> AIM OF THE EXERCISE: Using the data that follows, state the number of lines holding the word "content", and give no other output.

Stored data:
╔══

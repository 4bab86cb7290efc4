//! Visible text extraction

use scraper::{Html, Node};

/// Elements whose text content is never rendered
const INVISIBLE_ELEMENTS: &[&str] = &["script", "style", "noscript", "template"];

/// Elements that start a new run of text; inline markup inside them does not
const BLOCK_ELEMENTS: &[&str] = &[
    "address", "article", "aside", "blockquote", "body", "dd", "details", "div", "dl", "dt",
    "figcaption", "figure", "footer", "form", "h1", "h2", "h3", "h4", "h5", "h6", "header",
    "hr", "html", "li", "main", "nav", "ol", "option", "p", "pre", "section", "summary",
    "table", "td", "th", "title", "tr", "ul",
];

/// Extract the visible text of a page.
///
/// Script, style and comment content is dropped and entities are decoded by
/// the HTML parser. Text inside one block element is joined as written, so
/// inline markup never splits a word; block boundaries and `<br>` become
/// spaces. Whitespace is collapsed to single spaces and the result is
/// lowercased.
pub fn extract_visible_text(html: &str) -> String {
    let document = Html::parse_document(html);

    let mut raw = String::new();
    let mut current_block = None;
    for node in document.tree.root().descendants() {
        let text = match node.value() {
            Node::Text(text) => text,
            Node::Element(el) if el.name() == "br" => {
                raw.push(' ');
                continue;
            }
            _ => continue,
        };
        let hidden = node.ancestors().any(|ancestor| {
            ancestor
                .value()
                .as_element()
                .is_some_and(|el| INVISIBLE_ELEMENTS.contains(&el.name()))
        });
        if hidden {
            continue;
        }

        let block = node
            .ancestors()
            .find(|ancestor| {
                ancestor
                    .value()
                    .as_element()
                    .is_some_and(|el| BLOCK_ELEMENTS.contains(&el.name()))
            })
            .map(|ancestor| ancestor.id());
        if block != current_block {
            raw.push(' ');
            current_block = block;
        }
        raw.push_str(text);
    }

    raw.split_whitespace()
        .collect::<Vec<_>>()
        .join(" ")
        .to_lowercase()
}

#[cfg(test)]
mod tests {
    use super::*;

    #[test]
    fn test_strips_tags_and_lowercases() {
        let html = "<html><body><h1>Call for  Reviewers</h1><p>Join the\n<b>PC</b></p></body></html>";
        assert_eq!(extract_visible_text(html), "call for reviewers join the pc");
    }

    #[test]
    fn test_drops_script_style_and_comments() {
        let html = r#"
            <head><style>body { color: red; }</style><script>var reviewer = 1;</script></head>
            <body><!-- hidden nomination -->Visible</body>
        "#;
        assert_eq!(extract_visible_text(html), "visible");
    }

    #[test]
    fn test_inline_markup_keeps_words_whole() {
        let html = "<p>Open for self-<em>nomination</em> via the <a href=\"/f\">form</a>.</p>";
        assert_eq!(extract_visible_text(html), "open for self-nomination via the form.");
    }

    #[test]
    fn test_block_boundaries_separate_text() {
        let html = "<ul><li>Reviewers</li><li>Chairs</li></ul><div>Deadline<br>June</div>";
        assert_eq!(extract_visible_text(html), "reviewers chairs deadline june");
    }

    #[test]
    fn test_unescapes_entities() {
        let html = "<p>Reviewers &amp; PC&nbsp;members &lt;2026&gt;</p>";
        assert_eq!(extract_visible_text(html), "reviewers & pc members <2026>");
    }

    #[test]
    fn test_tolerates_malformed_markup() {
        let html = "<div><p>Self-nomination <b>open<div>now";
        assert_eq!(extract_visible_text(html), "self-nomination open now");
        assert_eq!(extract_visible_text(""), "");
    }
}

╚══
╔══

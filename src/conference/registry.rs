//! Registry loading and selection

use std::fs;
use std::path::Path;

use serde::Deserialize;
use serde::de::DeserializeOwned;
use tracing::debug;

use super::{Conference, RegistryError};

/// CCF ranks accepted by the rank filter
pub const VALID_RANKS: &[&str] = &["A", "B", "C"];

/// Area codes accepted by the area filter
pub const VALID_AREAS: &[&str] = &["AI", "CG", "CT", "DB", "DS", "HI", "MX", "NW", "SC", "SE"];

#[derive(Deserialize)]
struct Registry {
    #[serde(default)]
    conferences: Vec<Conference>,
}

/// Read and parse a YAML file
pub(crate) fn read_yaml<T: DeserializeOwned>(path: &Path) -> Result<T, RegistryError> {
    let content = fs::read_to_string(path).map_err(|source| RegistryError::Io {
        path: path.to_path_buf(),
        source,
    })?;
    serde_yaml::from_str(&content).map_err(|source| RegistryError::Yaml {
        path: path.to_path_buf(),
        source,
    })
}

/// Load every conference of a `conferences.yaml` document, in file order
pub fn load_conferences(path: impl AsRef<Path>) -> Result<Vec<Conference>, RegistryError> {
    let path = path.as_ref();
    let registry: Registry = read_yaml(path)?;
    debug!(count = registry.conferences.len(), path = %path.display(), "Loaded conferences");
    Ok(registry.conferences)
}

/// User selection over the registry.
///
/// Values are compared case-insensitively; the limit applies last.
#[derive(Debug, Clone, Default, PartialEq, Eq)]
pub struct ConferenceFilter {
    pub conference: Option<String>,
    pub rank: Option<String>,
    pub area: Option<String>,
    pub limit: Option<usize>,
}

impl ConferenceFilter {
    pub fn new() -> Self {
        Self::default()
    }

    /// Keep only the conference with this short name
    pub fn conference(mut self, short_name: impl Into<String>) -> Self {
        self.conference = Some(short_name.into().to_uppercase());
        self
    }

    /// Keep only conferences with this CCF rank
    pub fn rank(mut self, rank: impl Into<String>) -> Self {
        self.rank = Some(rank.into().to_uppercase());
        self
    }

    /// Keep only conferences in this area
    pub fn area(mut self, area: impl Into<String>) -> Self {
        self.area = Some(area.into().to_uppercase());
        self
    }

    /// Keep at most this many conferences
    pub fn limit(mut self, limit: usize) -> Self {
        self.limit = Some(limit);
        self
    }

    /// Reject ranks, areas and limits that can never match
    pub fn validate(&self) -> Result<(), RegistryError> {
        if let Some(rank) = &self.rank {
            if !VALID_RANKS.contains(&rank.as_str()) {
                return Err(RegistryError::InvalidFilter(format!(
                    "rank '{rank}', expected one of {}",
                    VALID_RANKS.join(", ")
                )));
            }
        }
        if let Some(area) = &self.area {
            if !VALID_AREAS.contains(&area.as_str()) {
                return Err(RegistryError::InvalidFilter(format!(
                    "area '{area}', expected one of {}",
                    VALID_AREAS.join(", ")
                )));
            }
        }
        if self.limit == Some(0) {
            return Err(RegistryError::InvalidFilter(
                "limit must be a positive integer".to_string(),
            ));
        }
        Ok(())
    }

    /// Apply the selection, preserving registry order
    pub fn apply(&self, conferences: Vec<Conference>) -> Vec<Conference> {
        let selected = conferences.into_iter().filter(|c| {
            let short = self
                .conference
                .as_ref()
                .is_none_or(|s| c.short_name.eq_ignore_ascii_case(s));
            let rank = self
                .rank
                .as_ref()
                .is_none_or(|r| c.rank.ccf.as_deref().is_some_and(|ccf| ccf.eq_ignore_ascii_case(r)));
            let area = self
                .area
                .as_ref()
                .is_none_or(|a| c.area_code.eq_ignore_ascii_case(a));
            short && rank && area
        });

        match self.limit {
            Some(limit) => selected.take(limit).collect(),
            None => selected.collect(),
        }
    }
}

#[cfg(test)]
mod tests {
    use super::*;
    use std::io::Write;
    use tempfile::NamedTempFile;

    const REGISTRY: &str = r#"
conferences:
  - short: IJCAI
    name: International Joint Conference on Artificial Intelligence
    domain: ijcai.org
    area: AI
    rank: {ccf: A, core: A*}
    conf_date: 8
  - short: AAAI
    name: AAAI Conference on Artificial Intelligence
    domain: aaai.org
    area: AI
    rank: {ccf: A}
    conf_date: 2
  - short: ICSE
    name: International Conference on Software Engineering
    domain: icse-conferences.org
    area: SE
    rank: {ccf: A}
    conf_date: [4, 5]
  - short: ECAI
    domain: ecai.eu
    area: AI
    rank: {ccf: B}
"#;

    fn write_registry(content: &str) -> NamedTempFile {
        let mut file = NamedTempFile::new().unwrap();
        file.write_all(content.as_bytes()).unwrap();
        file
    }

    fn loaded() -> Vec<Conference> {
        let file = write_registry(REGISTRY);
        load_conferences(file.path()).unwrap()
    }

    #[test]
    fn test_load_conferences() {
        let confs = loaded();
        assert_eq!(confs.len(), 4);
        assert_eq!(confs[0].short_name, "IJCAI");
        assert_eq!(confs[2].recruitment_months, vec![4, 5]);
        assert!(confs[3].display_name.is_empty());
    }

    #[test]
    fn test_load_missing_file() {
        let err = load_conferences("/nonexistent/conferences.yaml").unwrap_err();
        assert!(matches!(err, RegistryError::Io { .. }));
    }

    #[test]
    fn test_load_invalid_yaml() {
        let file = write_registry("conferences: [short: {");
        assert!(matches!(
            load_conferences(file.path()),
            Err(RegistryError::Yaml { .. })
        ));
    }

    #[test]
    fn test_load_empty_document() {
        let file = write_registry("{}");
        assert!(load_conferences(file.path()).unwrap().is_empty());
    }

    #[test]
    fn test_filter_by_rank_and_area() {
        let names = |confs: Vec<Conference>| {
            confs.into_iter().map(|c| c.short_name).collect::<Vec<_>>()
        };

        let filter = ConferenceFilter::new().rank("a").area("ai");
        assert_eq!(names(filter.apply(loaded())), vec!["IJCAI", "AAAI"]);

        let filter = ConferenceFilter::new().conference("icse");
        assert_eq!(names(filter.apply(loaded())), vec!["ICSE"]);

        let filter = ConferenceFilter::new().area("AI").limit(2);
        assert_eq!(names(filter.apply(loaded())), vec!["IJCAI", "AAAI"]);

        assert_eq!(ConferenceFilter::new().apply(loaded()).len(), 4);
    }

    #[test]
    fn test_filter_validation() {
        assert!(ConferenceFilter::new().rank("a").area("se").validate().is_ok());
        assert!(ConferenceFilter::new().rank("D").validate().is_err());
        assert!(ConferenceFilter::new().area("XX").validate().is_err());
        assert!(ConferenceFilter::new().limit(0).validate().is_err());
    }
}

╚══

> FINISHED EXERCISE: 6